Select an evaluator template
Let's start with the AI
Factual Consistency (CoT + Classification)
template.
This evaluator compares the expected output (from the test case) to the actual output of your pipeline, using a prompt template that you can adjust.
Notice that this prompt template includes a TODO
block. For this template, this block is where you specify the instruction that your AI should perform.
Modify the [Task]
block to reflect our pipeline's goal. We interpolate inputs from the test cases by prefixing the JSON input variables with inputs.
.
Adjust evaluator scoring
Adjusting evaluator scoring is optional. We have selected reasonable default values for the provided AI templates.

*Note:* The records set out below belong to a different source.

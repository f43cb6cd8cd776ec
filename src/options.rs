//! Configuration options for conversation scraping.
//!
//! The `Options` struct controls thresholds, selectors and output labels.
//! The defaults reproduce the layout of Grok's chat pages.

/// Default document title when the page has no usable heading.
pub const DEFAULT_TITLE: &str = "Grok Conversation";

/// Default filename offered to the download collaborator.
pub const DEFAULT_FILENAME: &str = "grok-conversation.md";

/// MIME type of every emitted document.
pub const MARKDOWN_MIME: &str = "text/markdown";

/// Continuation prompt appended after the last turn.
pub const DEFAULT_INSTRUCTIONS: &str =
    "Continue the conversation from the last message, using the context provided above.";

/// Generic "looks like a message" selectors, tried in order.
pub const DEFAULT_MESSAGE_SELECTORS: &[&str] = &[
    r#"[class*="message"]"#,
    r#"[class*="bubble"]"#,
    r#"[class*="chat-"]"#,
    r#"[role="listitem"]"#,
    r#"[class*="thread-message"]"#,
];

/// Configuration options for scraping.
///
/// All fields are public for easy configuration. Use `Default::default()`
/// for standard settings.
///
/// # Example
///
/// ```rust
/// use grok_convo_scraper::Options;
///
/// let options = Options {
///     assistant_heading: "Assistant".to_string(),
///     page_url: Some("https://grok.com/chat/abc".to_string()),
///     ..Options::default()
/// };
/// assert_eq!(options.min_turn_chars, 10);
/// ```
#[derive(Debug, Clone)]
pub struct Options {
    /// Title used when no heading-like element yields text.
    ///
    /// Default: `"Grok Conversation"`
    pub default_title: String,

    /// Heading label for human turns (`## User`).
    ///
    /// Default: `"User"`
    pub user_heading: String,

    /// Heading label for assistant turns (`## Grok`).
    ///
    /// Default: `"Grok"`
    pub assistant_heading: String,

    /// Plain-text turns must be strictly longer than this many characters.
    ///
    /// Default: `10`
    pub min_turn_chars: usize,

    /// Paragraph-fallback nodes must be strictly longer than this many characters.
    ///
    /// Default: `15`
    pub min_paragraph_chars: usize,

    /// Generic message selectors for the pattern strategy, in priority order.
    pub message_selectors: Vec<String>,

    /// Selector for heading-like elements scanned for the title.
    ///
    /// Default: `h1, .title, header h1, [class*="title"]`
    pub title_selector: String,

    /// Selector for the main content region used by the raw-page fallback.
    ///
    /// Falls back to `body`, then the whole document, when nothing matches.
    ///
    /// Default: `"main"`
    pub raw_content_selector: String,

    /// Append the continuation instructions after the last turn.
    ///
    /// Default: `true`
    pub include_instructions: bool,

    /// Body of the `## Instructions for Grok` section.
    pub instructions: String,

    /// URL of the scraped page. Relative link and image URLs are resolved
    /// against it when present.
    ///
    /// Default: `None`
    pub page_url: Option<String>,

    /// Maximum element nesting walked by text extraction and formatting.
    ///
    /// Default: `512`
    pub max_tree_depth: usize,

    /// Filename handed to the download collaborator.
    ///
    /// Default: `"grok-conversation.md"`
    pub filename: String,

    /// Host answered as the target site by the page-type query.
    ///
    /// Default: `"grok.com"`
    pub target_host: String,
}

impl Default for Options {
    fn default() -> Self {
        Self {
            default_title: DEFAULT_TITLE.to_string(),
            user_heading: "User".to_string(),
            assistant_heading: "Grok".to_string(),
            min_turn_chars: 10,
            min_paragraph_chars: 15,
            message_selectors: DEFAULT_MESSAGE_SELECTORS
                .iter()
                .map(|s| (*s).to_string())
                .collect(),
            title_selector: r#"h1, .title, header h1, [class*="title"]"#.to_string(),
            raw_content_selector: "main".to_string(),
            include_instructions: true,
            instructions: DEFAULT_INSTRUCTIONS.to_string(),
            page_url: None,
            max_tree_depth: 512,
            filename: DEFAULT_FILENAME.to_string(),
            target_host: "grok.com".to_string(),
        }
    }
}

#[cfg(test)]
mod tests {
    use super::*;

    #[test]
    fn defaults_match_grok_layout() {
        let options = Options::default();
        assert_eq!(options.default_title, "Grok Conversation");
        assert_eq!(options.assistant_heading, "Grok");
        assert_eq!(options.min_turn_chars, 10);
        assert_eq!(options.min_paragraph_chars, 15);
        assert_eq!(options.filename, "grok-conversation.md");
    }

    #[test]
    fn message_selectors_keep_priority_order() {
        let options = Options::default();
        assert_eq!(options.message_selectors.len(), 5);
        assert_eq!(options.message_selectors[0], r#"[class*="message"]"#);
        assert_eq!(options.message_selectors[3], r#"[role="listitem"]"#);
    }
}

The provided template uses enum scoring, which describes a set of options that maps to percentage grades. Read more about all supported scoring types here.
The evaluator will use the provided options to grade the output. You can make adjustments to these options and percentages.

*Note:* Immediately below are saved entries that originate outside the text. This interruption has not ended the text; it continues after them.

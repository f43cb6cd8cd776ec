//! Command dispatch around the extraction core.
//!
//! A host (browser bridge, CLI, test harness) hands the scraper a loaded
//! [`Page`] and a JSON trigger message. The scraper assembles the document,
//! passes it to a [`DownloadSink`], notifies a [`TelemetrySink`] and answers
//! with a [`ScrapeResponse`].
//!
//! ```
//! use grok_convo_scraper::{Options, Page, Scraper};
//!
//! let saved: Vec<(String, String, String)> = Vec::new();
//! let mut scraper = Scraper::new(Options::default(), saved);
//! scraper.initialize();
//!
//! let page = Page::new("<main><p>Nothing to see</p></main>");
//! let response = scraper.handle_message(&page, r#"{"action":"scrape"}"#);
//! assert!(response.success);
//!
//! let (content, filename, _) = &scraper.sink()[0];
//! assert_eq!(filename, "grok-conversation.md");
//! assert!(content.contains("## Raw Content"));
//! ```

use std::fs;
use std::path::{Path, PathBuf};

use serde::Deserialize;

use crate::assemble::assemble;
use crate::dom;
use crate::emit::emit;
use crate::error::{Error, Result};
use crate::options::{Options, MARKDOWN_MIME};
use crate::result::{Conversation, ScrapeResponse};
use crate::url_utils;

/// Response message after a successful scrape.
pub const SCRAPED_MESSAGE: &str = "Conversation scraped and downloaded";

/// A loaded page as supplied by the host.
#[derive(Debug, Clone, Default)]
pub struct Page {
    /// Serialized DOM.
    pub html: String,
    /// Address of the page, when known.
    pub url: Option<String>,
    /// Document title reported by the host, used for logging.
    pub title: Option<String>,
}

impl Page {
    /// A page with no URL or title.
    #[must_use]
    pub fn new(html: impl Into<String>) -> Self {
        Self {
            html: html.into(),
            ..Self::default()
        }
    }

    /// Set the page URL.
    #[must_use]
    pub fn with_url(mut self, url: impl Into<String>) -> Self {
        self.url = Some(url.into());
        self
    }

    /// Set the host-reported title.
    #[must_use]
    pub fn with_title(mut self, title: impl Into<String>) -> Self {
        self.title = Some(title.into());
        self
    }
}

/// Commands the scraper understands.
#[derive(Debug, Clone, Copy, PartialEq, Eq)]
pub enum Command {
    /// Extract the conversation and hand it to the download sink.
    Scrape,
}

#[derive(Deserialize)]
struct Trigger {
    action: String,
}

impl Command {
    /// Parse a trigger message such as `{"action":"scrape"}`.
    pub fn from_message(message: &str) -> Result<Self> {
        let trigger: Trigger = serde_json::from_str(message)?;
        match trigger.action.as_str() {
            "scrape" => Ok(Self::Scrape),
            other => Err(Error::UnknownAction(other.to_string())),
        }
    }
}

/// Receives finished documents.
pub trait DownloadSink {
    /// Save `content` under the suggested `filename`.
    fn save(&mut self, content: &str, filename: &str, mime_type: &str) -> Result<()>;
}

/// Collects documents in memory as `(content, filename, mime_type)`.
impl DownloadSink for Vec<(String, String, String)> {
    fn save(&mut self, content: &str, filename: &str, mime_type: &str) -> Result<()> {
        self.push((content.to_string(), filename.to_string(), mime_type.to_string()));
        Ok(())
    }
}

/// Writes documents into a directory, creating it when missing.
#[derive(Debug, Clone)]
pub struct FileSink {
    dir: PathBuf,
}

impl FileSink {
    /// Sink writing into `dir`.
    #[must_use]
    pub fn new(dir: impl Into<PathBuf>) -> Self {
        Self { dir: dir.into() }
    }

    /// Target directory.
    #[must_use]
    pub fn dir(&self) -> &Path {
        &self.dir
    }
}

impl DownloadSink for FileSink {
    fn save(&mut self, content: &str, filename: &str, _mime_type: &str) -> Result<()> {
        // Only the final component is honoured
        let name = Path::new(filename)
            .file_name()
            .ok_or_else(|| Error::Sink(format!("invalid filename: {filename:?}")))?;
        fs::create_dir_all(&self.dir)?;
        let path = self.dir.join(name);
        fs::write(&path, content)?;
        log::info!("saved {} bytes to {}", content.len(), path.display());
        Ok(())
    }
}

/// Notified once per successful scrape.
pub trait TelemetrySink {
    /// A document was produced and saved.
    fn scraped(&mut self);
}

impl TelemetrySink for () {
    fn scraped(&mut self) {}
}

/// In-memory count of successful scrapes.
#[derive(Debug, Clone, Copy, Default, PartialEq, Eq)]
pub struct ScrapeCounter {
    count: u64,
}

impl ScrapeCounter {
    /// Scrapes counted so far.
    #[must_use]
    pub fn count(&self) -> u64 {
        self.count
    }
}

impl TelemetrySink for ScrapeCounter {
    fn scraped(&mut self) {
        self.count += 1;
    }
}

/// Command handler owning its options, sinks and run-once init guard.
#[derive(Debug)]
pub struct Scraper<D: DownloadSink, T: TelemetrySink = ()> {
    options: Options,
    sink: D,
    telemetry: T,
    initialized: bool,
}

impl<D: DownloadSink> Scraper<D> {
    /// Scraper without telemetry.
    #[must_use]
    pub fn new(options: Options, sink: D) -> Self {
        Self::with_telemetry(options, sink, ())
    }
}

impl<D: DownloadSink, T: TelemetrySink> Scraper<D, T> {
    /// Scraper reporting successful scrapes to `telemetry`.
    #[must_use]
    pub fn with_telemetry(options: Options, sink: D, telemetry: T) -> Self {
        Self {
            options,
            sink,
            telemetry,
            initialized: false,
        }
    }

    /// Mark the scraper as loaded. Returns `true` only for the call that
    /// performed the initialization.
    pub fn initialize(&mut self) -> bool {
        if self.initialized {
            log::debug!("scraper already initialized");
            return false;
        }
        self.initialized = true;
        log::debug!("scraper initialized");
        true
    }

    /// Whether [`initialize`](Self::initialize) has run.
    #[must_use]
    pub fn is_initialized(&self) -> bool {
        self.initialized
    }

    /// Options in use.
    #[must_use]
    pub fn options(&self) -> &Options {
        &self.options
    }

    /// The download sink.
    #[must_use]
    pub fn sink(&self) -> &D {
        &self.sink
    }

    /// The telemetry sink.
    #[must_use]
    pub fn telemetry(&self) -> &T {
        &self.telemetry
    }

    /// Handle a JSON trigger message. Every failure becomes a
    /// `{ success: false }` response.
    pub fn handle_message(&mut self, page: &Page, message: &str) -> ScrapeResponse {
        match Command::from_message(message).and_then(|command| self.dispatch(page, command)) {
            Ok(response) => response,
            Err(e) => {
                log::warn!("scrape command failed: {e}");
                ScrapeResponse::failed(format!("Error: {e}"))
            }
        }
    }

    /// Run a parsed command.
    pub fn dispatch(&mut self, page: &Page, command: Command) -> Result<ScrapeResponse> {
        if !self.initialized {
            return Err(Error::NotInitialized);
        }
        match command {
            Command::Scrape => {
                let markdown = emit(&self.scrape(page));
                self.sink.save(&markdown, &self.options.filename, MARKDOWN_MIME)?;
                self.telemetry.scraped();
                Ok(ScrapeResponse::ok(SCRAPED_MESSAGE))
            }
        }
    }

    /// Assemble the conversation on `page` without saving it.
    #[must_use]
    pub fn scrape(&self, page: &Page) -> Conversation {
        log::info!(
            "scraping page url={} title={}",
            page.url.as_deref().unwrap_or("-"),
            page.title.as_deref().unwrap_or("-")
        );
        if let Some(url) = page.url.as_deref() {
            if !url_utils::is_target_page(url, &self.options.target_host) {
                log::info!("{url} is not on {}, results may be poor", self.options.target_host);
            }
        }

        let doc = dom::parse(&page.html);
        if self.options.page_url.is_none() && page.url.is_some() {
            let options = Options {
                page_url: page.url.clone(),
                ..self.options.clone()
            };
            assemble(&doc, &options)
        } else {
            assemble(&doc, &self.options)
        }
    }
}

The template also includes the options in the prompt template to describe what each option represents. You must enumerate and describe all the options within the prompt template.
Test your evaluator
Press "Test" in the top right, then select a test case and write test output to see if your evaluator performs well.
For instance, you might test with output that is exactly what is expected by the test case.
A few seconds after submission, you should see the reasoning and result.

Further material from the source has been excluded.